Cybersecurity is protecting data from unauthorized access, integrity and destruction. It is also about keeping critical information accessible to legitimate users.
Consumers are paying more attention; governments are putting rules and regulations in place; and companies are investing time, money and energy to guard against cyberattacks.
The good news is that savvy leaders can turn cybersecurity threats into business opportunities. To get started, consider McKinsey’s best practices for strengthening your defenses.
Cybersecurity is the practice of protecting networks, devices and data from unauthorized access and malicious use. It encompasses policies, technologies and education. It is important for business because it protects valuable electronic assets from unauthorized access and theft of proprietary information like customer data, financial records or intellectual property.
It is also important for individual consumers because cybersecurity can prevent identity theft, extortion attempts and the loss of important personal information like family photos. Additionally, cybersecurity is essential for society to function properly because it secures critical infrastructure like power plants and hospitals as well as public entities such as schools, governments and banks.
The eighth instalment of the FOC WG 1 blog series examines the definitions of cybersecurity to determine how they support or hinder a human rights-respecting approach. It finds that while many of these definitions are useful, they lack a holistic view that supports interdisciplinarity. They are essentially a collection of technical perspectives that reflect the predominance of the technical perspective in cybersecurity discourse and research.
A cybersecurity risk assessment is a process of identifying and classifying an organization’s IT assets, along with determining what impact cyber attacks may have on these assets. A risk assessment must consider critical assets such as monetary, continuity of operations and intellectual property. It must also take into account the likelihood of an attack and its effect on an organization’s reputation.
A risk assessment must assess each asset’s vulnerability in a way that is flexible enough to change as the environment changes. It must also compare the cost of remediation to the potential cost of a cyber attack. This doesn’t necessarily mean monetary costs; the assessment must also include the time and disruption to the company that will result from the implementation of a remediation solution.
For example, an assessment may find that a company’s air conditioning is vulnerable to hackers, so it can reduce the risk by updating its software. It might be cheaper to do that than pay for the company to lose clients and damage its reputation.
Vulnerabilities are weaknesses that attackers can exploit to bypass barriers and gain unauthorised access to a system. They can be caused by hardware, software, operating systems, and network architecture flaws, misconfigurations, or a lack of security controls. They can also arise from poorly encrypted data or reused passwords.
A vulnerability is not a threat in and of itself but becomes one when it is exploited by a threat, such as a ransomware attack or cryptojacking. It is important to understand how to spot and mitigate these vulnerabilities.
Vulnerability management is the process of identifying, assessing, reporting on, and managing cyber vulnerabilities across endpoints, workloads and systems. It should be an ongoing, regular process and a vital part of an organization’s cybersecurity strategy. Vulnerabilities are prioritized and categorized based on their risk to an organization’s business functions. They are documented in the National Vulnerability Database (NVD). The database is maintained by MITRE, a not-for-profit corporation. It is regularly updated with CVE identifiers (Common Vulnerabilities and Exposures) information.
Cyber attacks affect everyone from consumers to critical infrastructure, like power plants and hospitals. Advanced cybersecurity measures are necessary to ensure that the information systems that support these vital services remain secure.
When attackers gain unauthorized access to your system, the consequences are catastrophic. Attacks include malware, ransomware, botnet software, RAT (remote access Trojan) attacks, cryptojacking, DDoS (distributed denial-of-service) attacks and more.
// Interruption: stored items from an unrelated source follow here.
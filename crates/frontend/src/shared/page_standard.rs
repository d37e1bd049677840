//! Page category constants.
//!
//! Every page declares an HTML `id` in the format `{entity}--{category}`
//! (e.g. `"a001_task--list"`) and a `data-page-category` with one of the
//! constants below.

/// List of records with filters and paging.
pub const PAGE_CAT_LIST: &str = "list";

/// Detail view of a single record.
pub const PAGE_CAT_DETAIL: &str = "detail";

/// Summary dashboard.
pub const PAGE_CAT_DASHBOARD: &str = "dashboard";

/// Action page (report export, uploads).
pub const PAGE_CAT_USECASE: &str = "usecase";

/// Administration and settings.
pub const PAGE_CAT_SYSTEM: &str = "system";

/// All known category values.
pub const ALL_CATEGORIES: &[&str] = &[
    PAGE_CAT_LIST,
    PAGE_CAT_DETAIL,
    PAGE_CAT_DASHBOARD,
    PAGE_CAT_USECASE,
    PAGE_CAT_SYSTEM,
];

/// Validate that a page id matches the `{entity}--{category}` format.
pub fn is_valid_page_id(id: &str) -> bool {
    let parts: Vec<&str> = id.splitn(2, "--").collect();
    parts.len() == 2 && !parts[0].is_empty() && !parts[1].is_empty()
}

pub fn is_known_category(cat: &str) -> bool {
    ALL_CATEGORIES.contains(&cat)
}

#[cfg(test)]
mod tests {
    use super::*;

    #[test]
    fn test_page_id_format() {
        assert!(is_valid_page_id("a001_task--list"));
        assert!(!is_valid_page_id("a001_task"));
        assert!(!is_valid_page_id("--list"));
    }

    #[test]
    fn test_known_categories() {
        assert!(is_known_category(PAGE_CAT_SYSTEM));
        assert!(!is_known_category("legacy"));
    }
}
The best way to prevent cyberattacks is to mitigate vulnerabilities. Mitigation is the process of reducing or eliminating risk by implementing mitigation strategies, such as patching software, enforcing software signatures and limiting access to sensitive data.
Other risk mitigating techniques include establishing a disaster recovery plan and incorporating cyberattack awareness training for employees. Also, deploying contemporary hardware security features on newer devices can increase your system’s integrity and reduce threats. Backing up your system to remote storage and scheduling backups to happen frequently can also help you avoid cyberattacks. Having the right team on your side to help with mitigation is important, but so is finding a solution that automates some of the most tedious parts of vulnerability management.